We posted an item about stem cells living long after the body they inhabit is declared dead. This kind of discovery makes you wonder what “dead” really means. IO9 posted an interview with Dick Teresi, author of the book
The
Undead: Organ Harvesting, the Ice-Water Test, Beating Heart Cadavers —
How Medicine Is Blurring the Line Between Life and Death, who says medical doctors and scientists don’t see death in the same way, and there are differences even among those groups.

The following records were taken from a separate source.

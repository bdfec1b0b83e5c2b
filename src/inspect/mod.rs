//! Process resident-memory inspection for external test harnesses.
//!
//! Harnesses that stream a large chunked body through a server typically
//! watch the server process's resident memory to verify the streaming
//! property (memory stays O(chunk size), not O(body size)). That need is
//! distilled here into a single capability: given a process id, return its
//! current resident set size in bytes.
//!
//! The codec itself never uses this module.

use std::fs;
use std::io;
use std::path::PathBuf;

/// Capability interface for reading a process's resident memory.
pub trait MemoryInspector {
    /// Returns the current resident set size of `pid`, in bytes.
    fn resident_memory(&self, pid: u32) -> io::Result<u64>;
}

/// A [`MemoryInspector`] backed by the Linux `/proc` filesystem.
///
/// Reads `VmRSS` from `/proc/<pid>/status`. On platforms without procfs
/// every read fails with [`io::ErrorKind::Unsupported`].
#[derive(Debug, Clone, Default)]
pub struct ProcMemoryInspector;

impl ProcMemoryInspector {
    pub fn new() -> Self {
        Self
    }

    fn status_path(pid: u32) -> PathBuf {
        PathBuf::from(format!("/proc/{pid}/status"))
    }
}

impl MemoryInspector for ProcMemoryInspector {
    fn resident_memory(&self, pid: u32) -> io::Result<u64> {
        if !cfg!(target_os = "linux") {
            return Err(io::Error::new(
                io::ErrorKind::Unsupported,
                "procfs memory inspection is only available on linux",
            ));
        }

        let status = fs::read_to_string(Self::status_path(pid))?;
        parse_vm_rss(&status).ok_or_else(|| {
            io::Error::new(io::ErrorKind::InvalidData, "no VmRSS field in process status")
        })
    }
}

/// Extracts the `VmRSS` value from `/proc/<pid>/status` content, converted
/// to bytes. The field is reported by the kernel in kibibytes.
fn parse_vm_rss(status: &str) -> Option<u64> {
    let line = status.lines().find(|line| line.starts_with("VmRSS:"))?;
    let kib: u64 = line.strip_prefix("VmRSS:")?.trim().strip_suffix("kB")?.trim().parse().ok()?;
    Some(kib * 1024)
}
/// A decoder for handling HTTP chunked transfer encoding.
///
/// The decoder processes incoming bytes according to the chunked format:
/// - Each chunk starts with its size in hexadecimal
/// - Followed by optional extensions (skipped) and CRLF
/// - Then the chunk data and CRLF
/// - A zero-size chunk ends the data, followed by optional trailer fields
///   and a final CRLF
///
/// The trailer set is delivered once, inside [`PayloadItem::Eof`]. After
/// that the stream is closed and any further input is an error.
#[derive(Debug, Clone, PartialEq, Eq)]
pub struct ChunkedDecoder {
    state: ChunkedState,
    remaining_size: u64,
    size_digits: usize,
    max_chunk_size: u64,
    trailer_line: Vec<u8>,
    trailers: Trailers,
}

impl ChunkedDecoder {
    /// Creates a decoder with [`DEFAULT_MAX_CHUNK_SIZE`].
    pub fn new() -> Self {
        Self {
            state: Size,
            remaining_size: 0,
            size_digits: 0,
            max_chunk_size: DEFAULT_MAX_CHUNK_SIZE,
            trailer_line: Vec::new(),
            trailers: Trailers::new(),
        }
    }

    /// Sets the largest declared chunk size the decoder will accept.
    ///
    /// A size line exceeding the limit fails with
    /// [`DecodeError::MalformedSize`] before any payload is buffered.
    pub fn with_max_chunk_size(mut self, max_chunk_size: u64) -> Self {
        self.max_chunk_size = max_chunk_size;
        self
    }
}

impl Default for ChunkedDecoder {
    fn default() -> Self {
        Self::new()
    }
}

#[derive(Debug, Clone, Copy, PartialEq, Eq)]
enum ChunkedState {
    /// Read the chunk size in hex
    Size,
    /// Handle whitespace after size
    SizeLws,
    /// Skip chunk extensions
    Extension,
    /// Read LF after chunk size
    SizeLf,
    /// Read chunk data
    Body,
    /// Read CR after chunk data
    BodyCr,
    /// Read LF after chunk data
    BodyLf,
    /// Accumulate one trailer line
    Trailer,
    /// Read LF after a trailer line, then parse it
    TrailerLf,
    /// Read final CR (or the first byte of a trailer line)
    EndCr,
    /// Read final LF
    EndLf,
    /// Terminal chunk and trailers fully read, Eof not yet delivered
    End,
    /// Eof delivered, stream closed
    Closed,
}

impl Decoder for ChunkedDecoder {
    type Item = PayloadItem;
    type Error = DecodeError;

    /// Decodes chunked transfer encoded data from the input buffer.
    ///
    /// # Returns
    /// - `Ok(Some(PayloadItem::Chunk(bytes)))` when payload bytes are decoded
    /// - `Ok(Some(PayloadItem::Eof(trailers)))` exactly once, when the
    ///   terminal chunk and trailers have been fully read
    /// - `Ok(None)` when more data is needed
    /// - `Err(DecodeError)` if the chunked framing is invalid, or if input
    ///   arrives after the stream terminated
    fn decode(&mut self, src: &mut BytesMut) -> Result<Option<Self::Item>, Self::Error> {
        loop {
            match self.state {
                End => {
                    self.state = Closed;
                    trace!(trailers = self.trailers.len(), "finished reading chunked stream");
                    return Ok(Some(PayloadItem::Eof(mem::take(&mut self.trailers))));
                }
                Closed if !src.is_empty() => return Err(DecodeError::StreamClosed),
                _ => {}
            }

            if src.is_empty() {
                // need more data
                return Ok(None);
            }

            let mut buf = None;

            self.state = match self.state.step(
                src,
                &mut self.remaining_size,
                &mut self.size_digits,
                self.max_chunk_size,
                &mut self.trailer_line,
                &mut self.trailers,
                &mut buf,
            ) {
                Poll::Pending => return Ok(None),
                Poll::Ready(Ok(new_state)) => new_state,
                Poll::Ready(Err(e)) => return Err(e),
            };

            if let Some(bytes) = buf {
                trace!(len = bytes.len(), "read chunked bytes");
                return Ok(Some(PayloadItem::Chunk(bytes)));
            }
        }
    }
}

Some patients are declared brain dead and then begin
spontaneously breathing hours later. Medical scientists say it doesn’t
matter because most brain-dead patients do not come back to life, but a
rigorous scientist would say that these cases speak loudly about the
flaws in our criteria for death. And yes — death to a cardiologist means
that your heart has stopped, and he can’t get it to restart. But to a
neurologist, it might mean something else. In 1968, a committee at
Harvard Medical School put forth an article stating that there is a
second kind of death: brain death. Even though your heart is still
pumping, and you’re still able to breathe on a ventilator, if your brain
stem is down, you’re dead. This theory was made law in all 50 states in
1981, so now in the U.S. we have two kinds of death: real death
(cardiopulmonary death) and what some doctors call “pretty dead,” or
brain death. A cell biologist, on the other hand, may have a standard
more rigorous than cardiologists or neurologists. They might want to see
all one’s cells dead, which we call putrefaction.
He goes on to talk about how our complex criteria for death has evolved over history, and where it may be tomorrow.